Sunday, June 5, 2011

Articles and commentaries

Jackson newspaper - Police arrest of two of our guys for preaching on the sidewalk!!!… Public safety concerns obligated police to ask for restriction, chief says.
An attorney for Operation Save America filed an appeal last week of 9th District Judge Timothy Day's order prohibiting group members from assembling or displaying graphic photos May 21 on Town Square.
The group violated the restraining order, pastor Mark Holick said, but the appeal is necessary because group members think police violated the antiabortion activists' constitutional rights.

"We have to challenge the restraining order, which limited our First Amendment rights and was content specific," Holick said in a phone interview Tuesday. "And it was the Jackson police's reason for arresting us."

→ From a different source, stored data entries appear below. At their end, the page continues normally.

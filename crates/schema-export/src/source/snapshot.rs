//! JSON snapshot source.
//!
//! A snapshot is a file holding metadata collections and, optionally, the
//! rows of each table. It lets an export run without a live connection: a
//! snapshot captured from a database on one machine can be turned into a
//! script on another. Snapshots also back the end-to-end tests.

use chrono::{DateTime, Utc};
use serde::{Deserialize, Serialize};
use std::path::Path;
use tracing::{debug, info, warn};

use crate::builder::SchemaBuilder;
use crate::core::{
    Collection, DataProvider, MetadataProvider, MetadataTable, Restrictions, RowSet,
};
use crate::error::{ExportError, Result};
use crate::script::select_all_sql;

/// One metadata collection as stored in a snapshot.
#[derive(Debug, Clone, PartialEq, Serialize, Deserialize)]
pub struct CollectionSnapshot {
    /// Collection name (`""` for the collection list).
    pub name: Collection,

    #[serde(flatten)]
    pub table: MetadataTable,
}

/// The rows of one table as stored in a snapshot.
#[derive(Debug, Clone, PartialEq, Serialize, Deserialize)]
pub struct TableData {
    /// Table name.
    pub table: String,

    #[serde(flatten)]
    pub rows: RowSet,
}

/// Serialized snapshot contents.
#[derive(Debug, Clone, Default, PartialEq, Serialize, Deserialize)]
pub struct Snapshot {
    /// Description of the captured source.
    #[serde(default)]
    pub source: String,

    /// When the snapshot was captured.
    #[serde(default, skip_serializing_if = "Option::is_none")]
    pub captured_at: Option<DateTime<Utc>>,

    /// Metadata collections.
    #[serde(default)]
    pub collections: Vec<CollectionSnapshot>,

    /// Table rows.
    #[serde(default)]
    pub data: Vec<TableData>,
}

/// Metadata and data provider backed by a [`Snapshot`].
#[derive(Debug, Clone, Default)]
pub struct SnapshotSource {
    snapshot: Snapshot,
}

impl SnapshotSource {
    pub fn new(snapshot: Snapshot) -> Self {
        Self { snapshot }
    }

    /// Load a snapshot from a JSON file.
    pub fn load<P: AsRef<Path>>(path: P) -> Result<Self> {
        let path = path.as_ref();
        let content = std::fs::read_to_string(path)?;
        let snapshot = Self::from_json(&content)?;
        info!(
            "Loaded snapshot {} ({} collections, {} tables with data)",
            path.display(),
            snapshot.snapshot.collections.len(),
            snapshot.snapshot.data.len()
        );
        Ok(snapshot)
    }

    /// Parse a snapshot from a JSON string.
    pub fn from_json(json: &str) -> Result<Self> {
        Ok(Self::new(serde_json::from_str(json)?))
    }

    /// Write the snapshot as pretty-printed JSON.
    pub fn save<P: AsRef<Path>>(&self, path: P) -> Result<()> {
        let json = serde_json::to_string_pretty(&self.snapshot)?;
        std::fs::write(path, json)?;
        Ok(())
    }

    pub fn snapshot(&self) -> &Snapshot {
        &self.snapshot
    }

    /// Record every collection from `metadata` and, if `data` is given, the
    /// rows of every base table.
    ///
    /// Collections or tables that cannot be read are left out of the snapshot.
    pub fn capture(metadata: &dyn MetadataProvider, data: Option<&dyn DataProvider>) -> Self {
        let mut snapshot = Snapshot {
            source: metadata.describe(),
            captured_at: Some(Utc::now()),
            ..Default::default()
        };

        for collection in Collection::ALL {
            match metadata.get_schema(collection, &Restrictions::none()) {
                Ok(table) => {
                    debug!("Captured {}: {} rows", collection.title(), table.len());
                    snapshot.collections.push(CollectionSnapshot {
                        name: collection,
                        table,
                    });
                }
                Err(e) => warn!("Not capturing {}: {}", collection.title(), e),
            }
        }

        if let Some(data) = data {
            for table in SchemaBuilder::new(metadata).collect_tables() {
                match data.query_rows(&select_all_sql(&table)) {
                    Ok(rows) => {
                        debug!("Captured {} rows of {}", rows.len(), table);
                        snapshot.data.push(TableData { table, rows });
                    }
                    Err(e) => warn!("Not capturing rows of {}: {}", table, e),
                }
            }
        }

        Self::new(snapshot)
    }
}

impl MetadataProvider for SnapshotSource {
    fn get_schema(
        &self,
        collection: Collection,
        restrictions: &Restrictions,
    ) -> Result<MetadataTable> {
        self.snapshot
            .collections
            .iter()
            .find(|c| c.name == collection)
            .map(|c| restrictions.apply(collection, &c.table))
            .ok_or_else(|| ExportError::metadata(collection.name(), "not present in snapshot"))
    }

    fn describe(&self) -> String {
        if self.snapshot.source.is_empty() {
            "snapshot".to_string()
        } else {
            format!("snapshot of {}", self.snapshot.source)
        }
    }
}

impl DataProvider for SnapshotSource {
    fn query_rows(&self, sql: &str) -> Result<RowSet> {
        let table = parse_select_all(sql).ok_or_else(|| {
            ExportError::data(sql, "snapshot sources only answer SELECT * FROM [table]")
        })?;
        self.snapshot
            .data
            .iter()
            .find(|d| d.table == table)
            .map(|d| d.rows.clone())
            .ok_or_else(|| ExportError::data(table, "no rows captured in snapshot"))
    }
}

/// Extract the table name from `SELECT * FROM [name]`.
fn parse_select_all(sql: &str) -> Option<String> {
    const PREFIX: &str = "SELECT * FROM ";
    let sql = sql.trim().trim_end_matches(';').trim_end();
    let head = sql.get(..PREFIX.len())?;
    if !head.eq_ignore_ascii_case(PREFIX) {
        return None;
    }
    let ident = sql[PREFIX.len()..].trim();
    let inner = ident.strip_prefix('[')?.strip_suffix(']')?;
    Some(inner.replace("]]", "]"))
}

Holick, pastor of the Wichita, Kan.based Spirit One Christian Ministries, and activist Chet Gallagher were arrested May 21 and charged with misdemeanor violating a court order. They have appearances set for Thursday in 9th Circuit Court, but Holick said they are hoping to avoid court and to have their attorney file their pleas.

The appeal is the first step in a process, Holick said, though he wasn't sure what the next step might be.

If the Wyoming Supreme Court were to find Day's order violated group members' rights, their attorney might file a motion to dismiss the criminal charges, Holick said.

The order barred Operation Save America from "assembling on the Jackson Town Square without a permit or holding posters/signs or materials of any graphic nature (e.g., aborted fetus pictures) on the Town Square or within a two-block radius thereof."
When police served Holick and other group members with the order, an officer told them they couldn't talk about abortion or Dr. Brent Blue, the target of their recent anti-abortion protest, Holick said. Police also told group members they couldn't pass out fliers about abortion, he said.

Free speech vs. public safety "You can't silence somebody's speech just because you don't like what they're saying," Holick said.

Jackson Police Chief Todd Smith said Tuesday that requesting the order was within the legal realm of options available to law enforcement.
"I think law enforcement had the obligation to make the request if they felt there was a public safety concern," he said.

Smith declined to make additional comments because of pending litigation, he said.
In an affidavit supporting a request for the temporary retraining order, police Lt. Bob Gilliam said he feared allowing the group to display graphic photographs in front of children during the 44th annual Boy Scout Elk Antler Auction would incite violence against the group.

"Not only do I believe this will occur, but the situation presents a significant law enforcement challenge in policing the event and maintaining peace and public order," Gilliam's affidavit says.
Day noted in the order that "one incident of violence has already occurred."
Jackson resident Mike Randall was arrested May 20 on a misdemeanor reckless endangering charge alleging he clipped a protester's sign as the protester walked across West Broadway.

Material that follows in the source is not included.